#### [RECORDED INFORMATION]

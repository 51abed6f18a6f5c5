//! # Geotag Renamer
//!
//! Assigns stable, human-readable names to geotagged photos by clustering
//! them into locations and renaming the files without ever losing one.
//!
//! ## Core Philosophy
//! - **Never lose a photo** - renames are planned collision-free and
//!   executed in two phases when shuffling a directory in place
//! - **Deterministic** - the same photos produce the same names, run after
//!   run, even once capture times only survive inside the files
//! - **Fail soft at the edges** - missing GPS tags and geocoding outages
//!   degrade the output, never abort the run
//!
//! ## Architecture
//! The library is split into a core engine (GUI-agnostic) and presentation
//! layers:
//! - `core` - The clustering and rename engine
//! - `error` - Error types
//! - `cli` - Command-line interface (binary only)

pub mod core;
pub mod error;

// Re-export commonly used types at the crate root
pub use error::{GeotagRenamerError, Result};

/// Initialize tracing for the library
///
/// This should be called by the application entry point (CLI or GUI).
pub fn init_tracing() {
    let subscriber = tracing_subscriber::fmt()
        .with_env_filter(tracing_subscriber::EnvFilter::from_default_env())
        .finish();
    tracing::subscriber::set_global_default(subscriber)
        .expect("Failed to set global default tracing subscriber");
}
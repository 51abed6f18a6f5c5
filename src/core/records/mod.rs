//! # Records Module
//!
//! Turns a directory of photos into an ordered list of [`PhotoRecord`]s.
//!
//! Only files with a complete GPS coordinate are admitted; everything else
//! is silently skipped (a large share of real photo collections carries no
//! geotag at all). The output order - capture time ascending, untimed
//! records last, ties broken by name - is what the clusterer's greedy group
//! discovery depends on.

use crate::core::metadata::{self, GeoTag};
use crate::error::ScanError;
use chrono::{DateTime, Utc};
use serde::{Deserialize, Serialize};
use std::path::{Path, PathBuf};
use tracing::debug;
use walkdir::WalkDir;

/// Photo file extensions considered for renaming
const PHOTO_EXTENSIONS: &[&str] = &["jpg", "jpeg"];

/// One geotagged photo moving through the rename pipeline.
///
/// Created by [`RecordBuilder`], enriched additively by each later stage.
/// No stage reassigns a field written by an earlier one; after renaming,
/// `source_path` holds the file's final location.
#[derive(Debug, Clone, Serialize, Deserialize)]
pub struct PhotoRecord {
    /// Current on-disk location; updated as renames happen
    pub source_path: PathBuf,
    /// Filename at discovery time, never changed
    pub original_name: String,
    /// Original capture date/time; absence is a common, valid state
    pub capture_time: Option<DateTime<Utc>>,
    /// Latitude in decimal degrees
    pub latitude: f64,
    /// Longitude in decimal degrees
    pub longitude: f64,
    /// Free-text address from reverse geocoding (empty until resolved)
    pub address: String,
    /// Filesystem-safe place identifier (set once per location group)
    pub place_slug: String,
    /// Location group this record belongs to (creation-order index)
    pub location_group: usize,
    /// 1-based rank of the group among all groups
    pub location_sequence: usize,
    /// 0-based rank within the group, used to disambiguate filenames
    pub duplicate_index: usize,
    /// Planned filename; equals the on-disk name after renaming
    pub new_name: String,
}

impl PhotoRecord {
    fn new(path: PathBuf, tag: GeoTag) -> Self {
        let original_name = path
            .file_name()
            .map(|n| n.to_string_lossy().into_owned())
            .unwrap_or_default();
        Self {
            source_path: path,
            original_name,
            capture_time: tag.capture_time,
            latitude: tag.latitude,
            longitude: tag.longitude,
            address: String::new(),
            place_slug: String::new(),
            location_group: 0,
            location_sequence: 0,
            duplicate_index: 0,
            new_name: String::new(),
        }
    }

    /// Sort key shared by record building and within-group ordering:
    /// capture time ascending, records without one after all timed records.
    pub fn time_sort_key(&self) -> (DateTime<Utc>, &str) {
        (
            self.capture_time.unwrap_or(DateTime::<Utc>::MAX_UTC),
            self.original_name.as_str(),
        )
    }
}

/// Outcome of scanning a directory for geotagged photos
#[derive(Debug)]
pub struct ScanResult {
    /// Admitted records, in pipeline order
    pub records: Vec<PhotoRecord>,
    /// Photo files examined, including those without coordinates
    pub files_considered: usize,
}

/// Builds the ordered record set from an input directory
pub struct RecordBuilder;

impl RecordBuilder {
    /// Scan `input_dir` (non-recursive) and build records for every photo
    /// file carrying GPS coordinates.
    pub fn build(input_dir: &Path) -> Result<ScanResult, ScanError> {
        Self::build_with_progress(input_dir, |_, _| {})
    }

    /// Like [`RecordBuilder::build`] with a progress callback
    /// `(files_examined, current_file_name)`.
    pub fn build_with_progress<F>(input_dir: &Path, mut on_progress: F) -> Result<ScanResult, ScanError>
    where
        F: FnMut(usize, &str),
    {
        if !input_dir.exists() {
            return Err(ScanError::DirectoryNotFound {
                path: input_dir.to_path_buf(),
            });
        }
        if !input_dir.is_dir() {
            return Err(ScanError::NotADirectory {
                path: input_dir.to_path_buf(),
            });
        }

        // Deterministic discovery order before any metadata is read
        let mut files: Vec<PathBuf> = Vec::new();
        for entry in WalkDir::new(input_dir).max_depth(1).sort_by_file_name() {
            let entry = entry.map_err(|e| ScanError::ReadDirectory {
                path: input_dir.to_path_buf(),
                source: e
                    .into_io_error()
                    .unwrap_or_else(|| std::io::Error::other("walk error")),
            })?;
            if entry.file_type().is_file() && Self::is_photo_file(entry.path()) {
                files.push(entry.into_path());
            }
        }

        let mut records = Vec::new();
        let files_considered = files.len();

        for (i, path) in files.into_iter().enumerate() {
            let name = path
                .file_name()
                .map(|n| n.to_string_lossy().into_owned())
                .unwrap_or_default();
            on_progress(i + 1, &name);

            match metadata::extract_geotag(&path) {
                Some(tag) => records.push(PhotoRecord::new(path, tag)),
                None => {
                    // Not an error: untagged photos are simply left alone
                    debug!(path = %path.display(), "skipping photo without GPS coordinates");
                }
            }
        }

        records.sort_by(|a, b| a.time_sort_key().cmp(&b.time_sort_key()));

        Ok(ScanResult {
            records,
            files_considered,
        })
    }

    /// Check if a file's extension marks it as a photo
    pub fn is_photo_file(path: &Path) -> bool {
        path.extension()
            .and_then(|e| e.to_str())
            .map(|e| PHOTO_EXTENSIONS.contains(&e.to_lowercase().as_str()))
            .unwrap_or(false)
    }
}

#### [TASK STATEMENT]
All entries must be duplicated exactly, with none left out.

#### [ANSWER FOR THIS EXERCISE]
repository 51abed6f18a6f5c5
//! # Geotag Renamer
//!
//! Assigns stable, human-readable names to geotagged photos by clustering
//! them into locations and renaming the files without ever losing one.
//!
//! ## Core Philosophy
//! - **Never lose a photo** - renames are planned collision-free and
//!   executed in two phases when shuffling a directory in place
//! - **Deterministic** - the same photos produce the same names, run after
//!   run, even once capture times only survive inside the files
//! - **Fail soft at the edges** - missing GPS tags and geocoding outages
//!   degrade the output, never abort the run
//!
//! ## Architecture
//! The library is split into a core engine (GUI-agnostic) and presentation
//! layers:
//! - `core` - The clustering and rename engine
//! - `error` - Error types
//! - `cli` - Command-line interface (binary only)

pub mod core;
pub mod error;

// Re-export commonly used types at the crate root
pub use error::{GeotagRenamerError, Result};

/// Initialize tracing for the library
///
/// This should be called by the application entry point (CLI or GUI).
pub fn init_tracing() {
    let subscriber = tracing_subscriber::fmt()
        .with_env_filter(tracing_subscriber::EnvFilter::from_default_env())
        .finish();
    tracing::subscriber::set_global_default(subscriber)
        .expect("Failed to set global default tracing subscriber");
}
repository 51abed6f18a6f5c5
filename src/core/records/mod.rs
//! # Records Module
//!
//! Turns a directory of photos into an ordered list of [`PhotoRecord`]s.
//!
//! Only files with a complete GPS coordinate are admitted; everything else
//! is silently skipped (a large share of real photo collections carries no
//! geotag at all). The output order - capture time ascending, untimed
//! records last, ties broken by name - is what the clusterer's greedy group
//! discovery depends on.

use crate::core::metadata::{self, GeoTag};
use crate::error::ScanError;
use chrono::{DateTime, Utc};
use serde::{Deserialize, Serialize};
use std::path::{Path, PathBuf};
use tracing::debug;
use walkdir::WalkDir;

/// Photo file extensions considered for renaming
const PHOTO_EXTENSIONS: &[&str] = &["jpg", "jpeg"];

/// One geotagged photo moving through the rename pipeline.
///
/// Created by [`RecordBuilder`], enriched additively by each later stage.
/// No stage reassigns a field written by an earlier one; after renaming,
/// `source_path` holds the file's final location.
#[derive(Debug, Clone, Serialize, Deserialize)]
pub struct PhotoRecord {
    /// Current on-disk location; updated as renames happen
    pub source_path: PathBuf,
    /// Filename at discovery time, never changed
    pub original_name: String,
    /// Original capture date/time; absence is a common, valid state
    pub capture_time: Option<DateTime<Utc>>,
    /// Latitude in decimal degrees
    pub latitude: f64,
    /// Longitude in decimal degrees
    pub longitude: f64,
    /// Free-text address from reverse geocoding (empty until resolved)
    pub address: String,
    /// Filesystem-safe place identifier (set once per location group)
    pub place_slug: String,
    /// Location group this record belongs to (creation-order index)
    pub location_group: usize,
    /// 1-based rank of the group among all groups
    pub location_sequence: usize,
    /// 0-based rank within the group, used to disambiguate filenames
    pub duplicate_index: usize,
    /// Planned filename; equals the on-disk name after renaming
    pub new_name: String,
}

impl PhotoRecord {
    fn new(path: PathBuf, tag: GeoTag) -> Self {
        let original_name = path
            .file_name()
            .map(|n| n.to_string_lossy().into_owned())
            .unwrap_or_default();
        Self {
            source_path: path,
            original_name,
            capture_time: tag.capture_time,
            latitude: tag.latitude,
            longitude: tag.longitude,
            address: String::new(),
            place_slug: String::new(),
            location_group: 0,
            location_sequence: 0,
            duplicate_index: 0,
            new_name: String::new(),
        }
    }

    /// Sort key shared by record building and within-group ordering:
    /// capture time ascending, records without one after all timed records.
    pub fn time_sort_key(&self) -> (DateTime<Utc>, &str) {
        (
            self.capture_time.unwrap_or(DateTime::<Utc>::MAX_UTC),
            self.original_name.as_str(),
        )
    }
}

/// Outcome of scanning a directory for geotagged photos
#[derive(Debug)]
pub struct ScanResult {
    /// Admitted records, in pipeline order
    pub records: Vec<PhotoRecord>,
    /// Photo files examined, including those without coordinates
    pub files_considered: usize,
}

/// Builds the ordered record set from an input directory
pub struct RecordBuilder;

impl RecordBuilder {
    /// Scan `input_dir` (non-recursive) and build records for every photo
    /// file carrying GPS coordinates.
    pub fn build(input_dir: &Path) -> Result<ScanResult, ScanError> {
        Self::build_with_progress(input_dir, |_, _| {})
    }

    /// Like [`RecordBuilder::build`] with a progress callback
    /// `(files_examined, current_file_name)`.
    pub fn build_with_progress<F>(input_dir: &Path, mut on_progress: F) -> Result<ScanResult, ScanError>
    where
        F: FnMut(usize, &str),
    {
        if !input_dir.exists() {
            return Err(ScanError::DirectoryNotFound {
                path: input_dir.to_path_buf(),
            });
        }
        if !input_dir.is_dir() {
            return Err(ScanError::NotADirectory {
                path: input_dir.to_path_buf(),
            });
        }

        // Deterministic discovery order before any metadata is read
        let mut files: Vec<PathBuf> = Vec::new();
        for entry in WalkDir::new(input_dir).max_depth(1).sort_by_file_name() {
            let entry = entry.map_err(|e| ScanError::ReadDirectory {
                path: input_dir.to_path_buf(),
                source: e
                    .into_io_error()
                    .unwrap_or_else(|| std::io::Error::other("walk error")),
            })?;
            if entry.file_type().is_file() && Self::is_photo_file(entry.path()) {
                files.push(entry.into_path());
            }
        }

        let mut records = Vec::new();
        let files_considered = files.len();

        for (i, path) in files.into_iter().enumerate() {
            let name = path
                .file_name()
                .map(|n| n.to_string_lossy().into_owned())
                .unwrap_or_default();
            on_progress(i + 1, &name);

            match metadata::extract_geotag(&path) {
                Some(tag) => records.push(PhotoRecord::new(path, tag)),
                None => {
                    // Not an error: untagged photos are simply left alone
                    debug!(path = %path.display(), "skipping photo without GPS coordinates");
                }
            }
        }

        records.sort_by(|a, b| a.time_sort_key().cmp(&b.time_sort_key()));

        Ok(ScanResult {
            records,
            files_considered,
        })
    }

    /// Check if a file's extension marks it as a photo
    pub fn is_photo_file(path: &Path) -> bool {
        path.extension()
            .and_then(|e| e.to_str())
            .map(|e| PHOTO_EXTENSIONS.contains(&e.to_lowercase().as_str()))
            .unwrap_or(false)
    }
}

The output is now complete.